If none of the maximum best cross correlation results is greater than the predefined threshold (830), then yet another search is performed to determine if there was a temporal clipping in the speech burst.

For this additional search the speech burst is subdivided into sub-frames of a predetermined size (834). And, the most probable match speech sample is also subdivided into sub-frames of the same predetermined size (834). The sub-frames are preferably sized to be 8 ms. Cross correlation functions are calculated between each sub-frame of the speech burst and each sub-frame of the most probable match speech sample. This results in a set of cross correlation results for each sub-frame of the speech burst. The peaks of the cross correlation results are analyzed to determine if the results suggest a most probable alignment or arrangement of the speech burst sub-frames with respect to the sub-frames of the most probable match speech sample. This analysis is preferably done manually, but may also be done by a program or automatically. After a most probable alignment is determined, if the best cross correlation results that correspond to that alignment all exceed a predefined threshold (836), then the speech burst is considered good and there is no temporal clipping event (838). The preferred predefined threshold for this determination is 0.5 to 0.9. If on the other hand, all the best cross correlation results that correspond to the most probable alignment are not greater than the predefined threshold (836), then the speech burst is classified as corrupt and a temporal clipping event is detected (840). The cross correlation function results for the sub-frames of the speech burst and the sub-frames of the most probable match speech sample may reveal the nature of the temporal clipping event. For example, in the preferred embodiment using 8 ms sub-frame sizes, if six of the eight best cross correlation results corresponding to a particular alignment are greater than 0.9, then there may be a 16 ms temporal clipping event.

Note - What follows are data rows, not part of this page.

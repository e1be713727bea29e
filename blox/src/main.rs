// Copyright (C) 2025 Ryan Daum <ryan.daum@gmail.com> This program is free
// software: you can redistribute it and/or modify it under the terms of the GNU
// General Public License as published by the Free Software Foundation, version
// 3.
//
// This program is distributed in the hope that it will be useful, but WITHOUT
// ANY WARRANTY; without even the implied warranty of MERCHANTABILITY or FITNESS
// FOR A PARTICULAR PURPOSE. See the GNU General Public License for more details.
//
// You should have received a copy of the GNU General Public License along with
// this program. If not, see <https://www.gnu.org/licenses/>.
//

mod operation;
mod view;

use anyhow::Context;
use blox_core::syntax::{install_when_ready, TokenTreeLoader};
use blox_core::{EngineConfig, ParserSlot, TextBuffer, Tokenizer};
use clap::Parser;
use operation::Operation;
use slotmap::{new_key_type, SlotMap};
use std::io::Write;
use std::path::{Path, PathBuf};
use tokio::task::JoinHandle;
use tracing::{info, warn};
use tracing_subscriber::EnvFilter;
use view::{BlockView, RawView, View};

new_key_type! {
    struct DocumentId;
}

/// Blox - a block-style code editor
#[derive(Debug, Parser)]
#[command(name = "blox", version, about)]
struct Cli {
    /// Files to open. Missing files open as empty buffers.
    files: Vec<PathBuf>,

    /// Engine configuration (TOML)
    #[arg(short, long)]
    config: Option<PathBuf>,

    /// File type; starts the syntax parser for it in the background
    #[arg(short = 't', long = "type")]
    kind: Option<String>,

    /// Operation to apply to the first document, in order. One of
    /// insert:TEXT, delete:N, move:LINE:COL, select:L:C:L:C, indent, outdent
    #[arg(short = 'e', long = "op")]
    ops: Vec<Operation>,

    /// Show the raw text instead of the block view
    #[arg(long)]
    raw: bool,

    /// Number the lines in the block view
    #[arg(short = 'n', long)]
    line_numbers: bool,

    /// Wait for the syntax parser and report what it found
    #[arg(long)]
    parse: bool,
}

struct Document {
    buffer: TextBuffer,
    parser_task: Option<JoinHandle<bool>>,
}

fn init_logging() {
    let filter = EnvFilter::try_from_env("BLOX_LOG")
        .or_else(|_| EnvFilter::try_from_default_env())
        .unwrap_or_else(|_| EnvFilter::new("warn"));

    tracing_subscriber::fmt()
        .with_env_filter(filter)
        .with_target(false)
        .with_writer(std::io::stderr)
        .compact()
        .init();
}

async fn load_config(path: Option<&Path>) -> anyhow::Result<EngineConfig> {
    let Some(path) = path else {
        return Ok(EngineConfig::default());
    };
    let source = tokio::fs::read_to_string(path)
        .await
        .with_context(|| format!("reading config {}", path.display()))?;
    EngineConfig::from_toml_str(&source).with_context(|| format!("in {}", path.display()))
}

async fn open_document(path: &Path, config: &EngineConfig) -> anyhow::Result<TextBuffer> {
    let name = path.display().to_string();
    let text = match tokio::fs::read_to_string(path).await {
        Ok(text) => text,
        Err(e) if e.kind() == std::io::ErrorKind::NotFound => {
            warn!(file = %name, "file not found, starting empty");
            String::new()
        }
        Err(e) => return Err(e).with_context(|| format!("reading {name}")),
    };

    let mut buffer = TextBuffer::with_config(config.clone());
    buffer.load_content(&name, &text);
    Ok(buffer)
}

/// Hook a not-yet-ready parser up to `buffer` and start loading it.
fn start_parser(buffer: &mut TextBuffer, kind: &str, config: &EngineConfig) -> JoinHandle<bool> {
    buffer.set_type(kind);
    let (slot, installer) = ParserSlot::pending();
    buffer.attach_parser(slot);

    let loader = TokenTreeLoader::new(Tokenizer::new(
        config.tab_indent_width,
        config.substitute_symbols,
    ));
    let kind = kind.to_string();
    tokio::spawn(async move { install_when_ready(&loader, &kind, installer).await })
}

#[tokio::main]
async fn main() -> anyhow::Result<()> {
    init_logging();
    let cli = Cli::parse();
    let config = load_config(cli.config.as_deref()).await?;

    let mut documents: SlotMap<DocumentId, Document> = SlotMap::with_key();
    let mut order = Vec::new();

    if cli.files.is_empty() {
        let mut buffer = TextBuffer::with_config(config.clone());
        buffer.load_content("*scratch*", "");
        order.push(documents.insert(Document {
            buffer,
            parser_task: None,
        }));
    }
    for path in &cli.files {
        let buffer = open_document(path, &config).await?;
        order.push(documents.insert(Document {
            buffer,
            parser_task: None,
        }));
    }

    if let Some(kind) = &cli.kind {
        for document in documents.values_mut() {
            document.parser_task = Some(start_parser(&mut document.buffer, kind, &config));
        }
    }

    // Operations go to the first document
    if let Some(active) = order.first().and_then(|id| documents.get_mut(*id)) {
        for op in &cli.ops {
            op.apply(&mut active.buffer)
                .with_context(|| format!("applying {op:?} to {}", active.buffer.name()))?;
        }
    }

    let mut stdout = std::io::stdout().lock();
    let mut block_view = BlockView {
        show_line_numbers: cli.line_numbers,
    };
    for (i, id) in order.iter().enumerate() {
        let document = &mut documents[*id];
        if order.len() > 1 {
            if i > 0 {
                writeln!(stdout)?;
            }
            writeln!(stdout, "== {} ==", document.buffer.name())?;
        }
        if cli.raw {
            RawView.draw(&mut stdout, &mut document.buffer)?;
        } else {
            block_view.draw(&mut stdout, &mut document.buffer)?;
        }
    }

    if cli.parse {
        for id in &order {
            let document = &mut documents[*id];
            if let Some(task) = document.parser_task.take() {
                task.await.context("syntax parser task panicked")?;
            }
            match document.buffer.try_parse() {
                Some(tree) => info!(
                    document = document.buffer.name(),
                    nodes = tree.node_count(),
                    "parsed"
                ),
                None => warn!(document = document.buffer.name(), "no parse available"),
            }
        }
    }

    Ok(())
}
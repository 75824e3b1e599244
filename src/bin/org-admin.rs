//! Organization administration CLI
//!
//! Demonstration front end for the privileged-action core, wired to
//! scripted in-process services.

use anyhow::Result;
use clap::{Parser, Subcommand};
use org_admin::console::{
    ConsoleEventLog, ConsoleNavigator, ConsoleNotifier, TerminalConfirmationPrompt,
    TerminalCredentialPrompt,
};
use org_admin::core::config::AdminConfig;
use org_admin::core::interaction::OperatorOutcome;
use org_admin::core::traits::{
    Address, AddressKind, Member, MemberId, Organization, OrgPrivateKey, Role,
};
use org_admin::orchestration::{
    OperatorContext, OrganizationView, PrivilegedActionExecutor, Services,
};
use org_admin::testing::{DigestKeyCrypto, LocalContextLauncher, ScriptedDirectory, ScriptedOrganizationService};
use secrecy::SecretString;
use std::process;
use std::sync::Arc;
use tracing_subscriber::EnvFilter;

/// Organization member administration
#[derive(Parser)]
#[command(name = "org-admin")]
#[command(version = "0.1.0")]
#[command(about = "Organization member administration", long_about = None)]
struct Cli {
    #[command(subcommand)]
    command: Commands,
}

#[derive(Subcommand)]
enum Commands {
    /// Show the organization and its members
    Show,

    /// Change a member's role
    ChangeRole {
        /// Member identifier
        #[arg(value_name = "MEMBER_ID")]
        member_id: u64,

        /// New role (admin|member)
        #[arg(value_name = "ROLE")]
        role: String,
    },

    /// Switch a member to private (permanent)
    Privatize {
        /// Member identifier
        #[arg(value_name = "MEMBER_ID")]
        member_id: u64,
    },

    /// Remove a member from the organization
    Delete {
        /// Member identifier
        #[arg(value_name = "MEMBER_ID")]
        member_id: u64,
    },

    /// Rotate the organization key recovery password
    RotateRecovery {
        /// New recovery password
        #[arg(value_name = "NEW_PASSWORD")]
        new_password: String,

        /// Confirmation of the new recovery password
        #[arg(value_name = "CONFIRM_PASSWORD")]
        confirm_password: String,
    },

    /// Log in to a member account in a new session
    LoginAs {
        /// Member identifier
        #[arg(value_name = "MEMBER_ID")]
        member_id: u64,
    },

    /// Update the organization display name
    SetName {
        /// New display name
        #[arg(value_name = "NAME")]
        name: String,
    },
}

#[tokio::main]
async fn main() {
    tracing_subscriber::fmt()
        .with_env_filter(EnvFilter::from_default_env())
        .init();

    match run().await {
        Ok(exit_code) => process::exit(exit_code),
        Err(e) => {
            eprintln!("\n❌ Error");
            eprintln!("{}", e);
            process::exit(1);
        }
    }
}

fn demo_view() -> OrganizationView {
    let organization = Organization {
        display_name: "Acme".to_string(),
        used_members: 3,
        used_addresses: 5,
        key_status: 0,
    };
    let members = vec![
        Member {
            id: MemberId(1),
            name: "alice".to_string(),
            role: Role::Admin,
            private: false,
            addresses: vec![Address::new("alice@acme.test", AddressKind::Primary)],
        },
        Member {
            id: MemberId(2),
            name: "bob".to_string(),
            role: Role::Member,
            private: false,
            addresses: vec![
                Address::new("bob@acme.test", AddressKind::Primary),
                Address::new("b@acme.test", AddressKind::Alias),
            ],
        },
        Member {
            id: MemberId(3),
            name: "carol".to_string(),
            role: Role::Member,
            private: true,
            addresses: vec![
                Address::new("carol@acme.test", AddressKind::Primary),
                Address::new("carol.ops@acme.test", AddressKind::Alias),
            ],
        },
    ];
    OrganizationView::new(organization, members, OrgPrivateKey::new("demo-org-key"))
}

fn demo_executor(config: AdminConfig) -> PrivilegedActionExecutor {
    let services = Services {
        directory: Arc::new(ScriptedDirectory::new()),
        organization: Arc::new(ScriptedOrganizationService::new()),
        key_crypto: Arc::new(DigestKeyCrypto::new()),
        event_log: Arc::new(ConsoleEventLog),
        navigator: Arc::new(ConsoleNavigator),
        notifier: Arc::new(ConsoleNotifier),
    };

    PrivilegedActionExecutor::new(
        demo_view(),
        config,
        services,
        Arc::new(TerminalCredentialPrompt),
        Arc::new(TerminalConfirmationPrompt),
    )
}

fn demo_operator() -> OperatorContext {
    OperatorContext {
        href: "https://org-admin.localhost/settings/members".to_string(),
        unlock_secret: SecretString::from("demo-unlock-secret"),
        has_second_factor: false,
    }
}

fn parse_role(role: &str) -> Result<Role> {
    match role {
        "admin" => Ok(Role::Admin),
        "member" => Ok(Role::Member),
        other => anyhow::bail!("unknown role '{}' (expected admin or member)", other),
    }
}

fn show(executor: &PrivilegedActionExecutor) {
    let organization = executor.view().organization();
    println!("\n🏢 {}", organization.display_name);
    println!(
        "   members: {}  addresses: {}",
        organization.used_members, organization.used_addresses
    );

    for member in executor.view().members() {
        let role = match member.role {
            Role::Admin => "admin",
            Role::Member => "member",
        };
        let private = if member.private { " (private)" } else { "" };
        println!("   [{}] {} — {}{}", member.id, member.name, role, private);
        for address in &member.addresses {
            println!("       {}", address.email);
        }
    }
}

async fn run() -> Result<i32> {
    let cli = Cli::parse();
    let config = AdminConfig::load(".").await?;
    let mut executor = demo_executor(config);

    match cli.command {
        Commands::Show => {
            show(&executor);
            Ok(0)
        }
        Commands::ChangeRole { member_id, role } => {
            let role = parse_role(&role)?;
            let result = executor
                .change_role(MemberId(member_id), role)
                .await
                .and_then(OperatorOutcome::ok_or_cancelled);
            match result {
                Ok(()) => Ok(0),
                Err(e) if e.is_silent() => Ok(0),
                Err(_) => Ok(1),
            }
        }
        Commands::Privatize { member_id } => {
            let result = executor
                .privatize(MemberId(member_id))
                .await
                .and_then(OperatorOutcome::ok_or_cancelled);
            match result {
                Ok(()) => Ok(0),
                Err(e) if e.is_silent() => Ok(0),
                Err(_) => Ok(1),
            }
        }
        Commands::Delete { member_id } => {
            let result = executor
                .delete(MemberId(member_id))
                .await
                .and_then(OperatorOutcome::ok_or_cancelled);
            match result {
                Ok(()) => Ok(0),
                Err(e) if e.is_silent() => Ok(0),
                Err(_) => Ok(1),
            }
        }
        Commands::RotateRecovery {
            new_password,
            confirm_password,
        } => {
            executor
                .view_mut()
                .recovery_form_mut()
                .enter(&new_password, &confirm_password);
            let result = executor
                .rotate_recovery_password(&demo_operator())
                .await
                .and_then(OperatorOutcome::ok_or_cancelled);
            match result {
                Ok(()) => Ok(0),
                Err(e) if e.is_silent() => Ok(0),
                Err(_) => Ok(1),
            }
        }
        Commands::LoginAs { member_id } => {
            let launcher = LocalContextLauncher::new();
            let result = executor
                .login_as(MemberId(member_id), &demo_operator(), &launcher)
                .await
                .and_then(OperatorOutcome::ok_or_cancelled);
            match result {
                Ok(_state) => {
                    println!("✅ Session handed off to the new context");
                    Ok(0)
                }
                Err(e) if e.is_silent() => Ok(0),
                Err(_) => Ok(1),
            }
        }
        Commands::SetName { name } => match executor.update_display_name(&name).await {
            Ok(()) => Ok(0),
            Err(_) => Ok(1),
        },
    }
}
//! Configuration for the administration core
//!
//! Type-safe configuration with serde support, loaded from an optional
//! project-level YAML file merged over defaults.

use crate::core::error::AdminError;
use serde::{Deserialize, Serialize};
use std::path::Path;
use std::time::Duration;
use tokio::fs;

/// Configuration file name
pub const CONFIG_FILENAME: &str = ".org-admin.yaml";

/// Deployments with a key phase beyond this value require organization key
/// activation before impersonation is allowed
pub const KEY_PHASE_IMPERSONATION_CUTOFF: u32 = 3;

/// Root configuration object
#[derive(Debug, Clone, Default, Serialize, Deserialize, PartialEq)]
pub struct AdminConfig {
    /// Session handoff tuning
    #[serde(default)]
    pub handoff: HandoffConfig,

    /// Security policy knobs
    #[serde(default)]
    pub security: SecurityConfig,
}

/// Session handoff tuning
#[derive(Debug, Clone, Serialize, Deserialize, PartialEq)]
pub struct HandoffConfig {
    /// Fixed interval between delivery attempts while awaiting `ready`
    #[serde(default = "default_retry_interval_ms", rename = "retryIntervalMs")]
    pub retry_interval_ms: u64,

    /// Total wait bound before the handoff times out
    #[serde(default = "default_max_wait_ms", rename = "maxWaitMs")]
    pub max_wait_ms: u64,
}

impl HandoffConfig {
    pub fn retry_interval(&self) -> Duration {
        Duration::from_millis(self.retry_interval_ms)
    }

    pub fn max_wait(&self) -> Duration {
        Duration::from_millis(self.max_wait_ms)
    }
}

impl Default for HandoffConfig {
    fn default() -> Self {
        Self {
            retry_interval_ms: default_retry_interval_ms(),
            max_wait_ms: default_max_wait_ms(),
        }
    }
}

fn default_retry_interval_ms() -> u64 {
    500
}

fn default_max_wait_ms() -> u64 {
    30_000
}

/// Security policy knobs
#[derive(Debug, Clone, Serialize, Deserialize, PartialEq)]
pub struct SecurityConfig {
    /// Key phase of the deployment; phases beyond
    /// [`KEY_PHASE_IMPERSONATION_CUTOFF`] block impersonation while the
    /// organization key is not activated
    #[serde(default = "default_key_phase", rename = "keyPhase")]
    pub key_phase: u32,
}

impl Default for SecurityConfig {
    fn default() -> Self {
        Self {
            key_phase: default_key_phase(),
        }
    }
}

fn default_key_phase() -> u32 {
    4
}

impl AdminConfig {
    /// Parse a configuration from YAML text
    pub fn from_yaml(content: &str) -> Result<Self, AdminError> {
        serde_yaml::from_str(content).map_err(|e| AdminError::Config(e.to_string()))
    }

    /// Load `.org-admin.yaml` from the project directory
    ///
    /// A missing file yields the defaults; a malformed file is an error.
    pub async fn load<P: AsRef<Path>>(project_path: P) -> Result<Self, AdminError> {
        let path = project_path.as_ref().join(CONFIG_FILENAME);

        if !path.exists() {
            return Ok(Self::default());
        }

        let content = fs::read_to_string(&path)
            .await
            .map_err(|e| AdminError::Config(e.to_string()))?;

        Self::from_yaml(&content)
    }
}

#[cfg(test)]
mod tests {
    use super::*;

    #[test]
    fn test_defaults() {
        let config = AdminConfig::default();

        assert_eq!(config.handoff.retry_interval(), Duration::from_millis(500));
        assert_eq!(config.handoff.max_wait(), Duration::from_secs(30));
        assert_eq!(config.security.key_phase, 4);
    }

    #[test]
    fn test_partial_yaml_keeps_defaults() {
        let config = AdminConfig::from_yaml("handoff:\n  maxWaitMs: 5000\n").unwrap();

        assert_eq!(config.handoff.max_wait_ms, 5000);
        assert_eq!(config.handoff.retry_interval_ms, 500);
        assert_eq!(config.security.key_phase, 4);
    }

    #[test]
    fn test_full_yaml() {
        let yaml = r#"
handoff:
  retryIntervalMs: 250
  maxWaitMs: 10000
security:
  keyPhase: 2
"#;
        let config = AdminConfig::from_yaml(yaml).unwrap();

        assert_eq!(config.handoff.retry_interval_ms, 250);
        assert_eq!(config.handoff.max_wait_ms, 10_000);
        assert_eq!(config.security.key_phase, 2);
    }

    #[test]
    fn test_malformed_yaml_is_an_error() {
        let result = AdminConfig::from_yaml("handoff: [not, a, map]");

        assert!(matches!(result, Err(AdminError::Config(_))));
    }

    #[tokio::test]
    async fn test_load_missing_file_yields_defaults() {
        let config = AdminConfig::load("/definitely/not/a/project/dir")
            .await
            .unwrap();

        assert_eq!(config, AdminConfig::default());
    }
}
pub mod credential;
pub mod credential_gate;

pub use credential::{Credential, CredentialPrompt, PromptReply};
pub use credential_gate::CredentialGate;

This process described above is repeated for each speech burst in the output signal (842, 844).

According to the present invention, a method and apparatus are provided to determine quality of a speech transmission for a transmission system employing compression, for example, using a vocoder. A test signal is constructed to allow comparing of an output signal from the speech transmission with a reference signal. This comparison is effective, in spite of the acceptable waveshape change in an output signal introduced by compression. The test signal, in combination with signal processing techniques performed by a signal processor, permits the accurate detection of delay, jitter, and temporal clipping events.

Whereas the present invention has been described with respect to specific embodiments thereof, it will be understood that various changes and modifications will be suggested to one skilled in the art and it is intended that the invention encompass such changes and modifications as fall within the scope of the appended claim.